Cisco Company published set of recommendations and warned customers about password spray attacks that target Remote Access VPN (RAVPN) services configured on Cisco Secure Firewall devices. Apparently, this activity is associated with the Brutus botnet.
Cisco says the attacks appear to target other VPN services and are part of intelligence efforts by unknown attackers.
Advertisement
During password spray attacks, hackers try to enter the same password into multiple accounts in an attempt to log into a system. Cisco guidance lists indicators of compromise (IoC) for this activity that can help you detect and block attacks. For example, this includes the inability to establish a VPN connection using Cisco Secure Client (AnyConnect) when Firewall Posture (HostScan) is enabled.
Another sign of malicious activity is an unusually high number of authentication requests recorded in system logs. Other Cisco recommendations for protecting against these attacks include:
- enable logging on a remote syslog server to improve analysis and track relationships between incidents;
- using TCP shun to manually block malicious IP addresses;
- setting up an ACL to filter out unauthorized public IP addresses when initiating VPN sessions;
- using certificate-based authentication for RAVPN, which is a more secure method than regular credentials.
Information security specialist Aaron Martin believes that this activity and Cisco warnings are most likely associated with a new botnet, which the researcher has named Brutus.

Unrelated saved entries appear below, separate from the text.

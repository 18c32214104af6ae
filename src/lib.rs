//! Glance Core - vision summarization and frame indexing
//!
//! This crate contains the summarization pipeline for Glance, including:
//! - Normalization of model output into a fixed summary schema
//! - Per-frame summarization against a vision-capable model
//! - Bounded-concurrency batch dispatch over frame sets
//! - Regrouping of flat results by source chunk
//! - Orchestration that persists summaries to an external graph store
//!
//! External services (the vision model and the graph store) are reached
//! through the [`VisionProvider`] and [`GraphStore`] traits so tests and
//! hosts can substitute their own backends.

pub mod config;
pub mod embedding;
pub mod hash;
pub mod indexer;
pub mod normalize;
pub mod pipeline;
pub mod store;
pub mod summarize;
pub mod vision;

pub use config::PipelineOptions;
pub use embedding::build_embedding_text;
pub use indexer::{index_paths, summarize_frames, IndexResult};
pub use normalize::{normalize_summary, SummaryRecord};
pub use pipeline::{GroupedResults, ImageUnit, PerImageResult};
pub use store::{GraphStore, HelixStore};
pub use vision::{GroqVision, VisionProvider};
//! Regrouping flat results by source chunk.
//!
//! Image ids are synthesized as `<chunk_key>_<index>`, so the chunk key is
//! recovered by splitting on the last underscore. A chunk key whose own
//! tail looks like an index (`cam_2`) is therefore ambiguous; the split is
//! kept as-is because the id string is the wire format persisted
//! downstream.

use super::types::{GroupedResults, PerImageResult};

/// Group flat results by chunk key.
///
/// Each chunk's list is in arrival order, which for concurrent dispatch is
/// completion order rather than index order. Ids without an underscore
/// group under the whole id.
pub fn group_by_chunk(results: Vec<PerImageResult>) -> GroupedResults {
    let mut grouped = GroupedResults::new();
    for entry in results {
        let chunk_key = match entry.image.rsplit_once('_') {
            Some((key, _)) => key.to_string(),
            None => entry.image.clone(),
        };
        grouped.entry(chunk_key).or_default().push(entry);
    }

    for (chunk_key, entries) in &grouped {
        tracing::info!(chunk_key = %chunk_key, frames = entries.len(), "Summarized chunk");
    }

    grouped
}
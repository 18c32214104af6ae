//! Pipeline types.

use std::collections::HashMap;

use bytes::Bytes;
use serde::{Deserialize, Serialize};

use crate::normalize::SummaryRecord;

/// One frame queued for summarization.
///
/// Ephemeral: produced by flattening a chunk map, consumed once by the
/// summarizer, never persisted.
#[derive(Debug, Clone)]
pub struct ImageUnit {
    pub chunk_key: String,
    pub index: usize,
    pub bytes: Bytes,
}

impl ImageUnit {
    /// Identifier carried through the pipeline and into persisted
    /// payloads.
    pub fn image_id(&self) -> String {
        format!("{}_{}", self.chunk_key, self.index)
    }
}

/// Outcome for one frame. Exactly one of `summary`/`error` is set.
#[derive(Debug, Clone, Serialize, Deserialize)]
pub struct PerImageResult {
    pub image: String,
    #[serde(skip_serializing_if = "Option::is_none")]
    pub summary: Option<SummaryRecord>,
    #[serde(skip_serializing_if = "Option::is_none")]
    pub error: Option<String>,
}

impl PerImageResult {
    pub fn success(image: impl Into<String>, summary: SummaryRecord) -> Self {
        Self {
            image: image.into(),
            summary: Some(summary),
            error: None,
        }
    }

    pub fn failure(image: impl Into<String>, error: impl Into<String>) -> Self {
        Self {
            image: image.into(),
            summary: None,
            error: Some(error.into()),
        }
    }
}

/// Per-chunk results, each list in arrival order.
pub type GroupedResults = HashMap<String, Vec<PerImageResult>>;

#[cfg(test)]
mod tests {
    use super::*;

    #[test]
    fn image_id_joins_key_and_index() {
        let unit = ImageUnit {
            chunk_key: "clip-a".to_string(),
            index: 3,
            bytes: Bytes::from_static(b"x"),
        };
        assert_eq!(unit.image_id(), "clip-a_3");
    }

    #[test]
    fn absent_fields_are_not_serialized() {
        let result = PerImageResult::failure("a_0", "boom");
        let json = serde_json::to_value(&result).unwrap();
        assert_eq!(json["image"], "a_0");
        assert_eq!(json["error"], "boom");
        assert!(json.get("summary").is_none());
    }
}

For the day Martin published a report on Brutus, which describes the attack methods he and his colleague Chris Grube have observed since March 15, 2024. The report notes that the botnet currently uses approximately 20,000 IP addresses worldwide, spanning infrastructure ranging from cloud services to residential IP addresses.
Advertisement
The botnet's attacks initially targeted SSLVPN devices from Fortinet, Palo Alto, SonicWall, and Cisco, but have now expanded to web applications that use Active Directory for authentication.
Brutus is known to change IP addresses every six attempts to avoid detection and blocking, and also uses very specific usernames that are not found in publicly available data dumps.
The use of unusual usernames leads researchers to speculate that this data could have been obtained through some kind of zero-day vulnerability or through a data breach that no one is yet aware of.
It is unclear who is behind these attacks, but Martin noted that a couple of the detected IP addresses are associated with the Russian-language hacking group APT29 (aka Midnight Blizzard, Nobelium and Cozy Bear).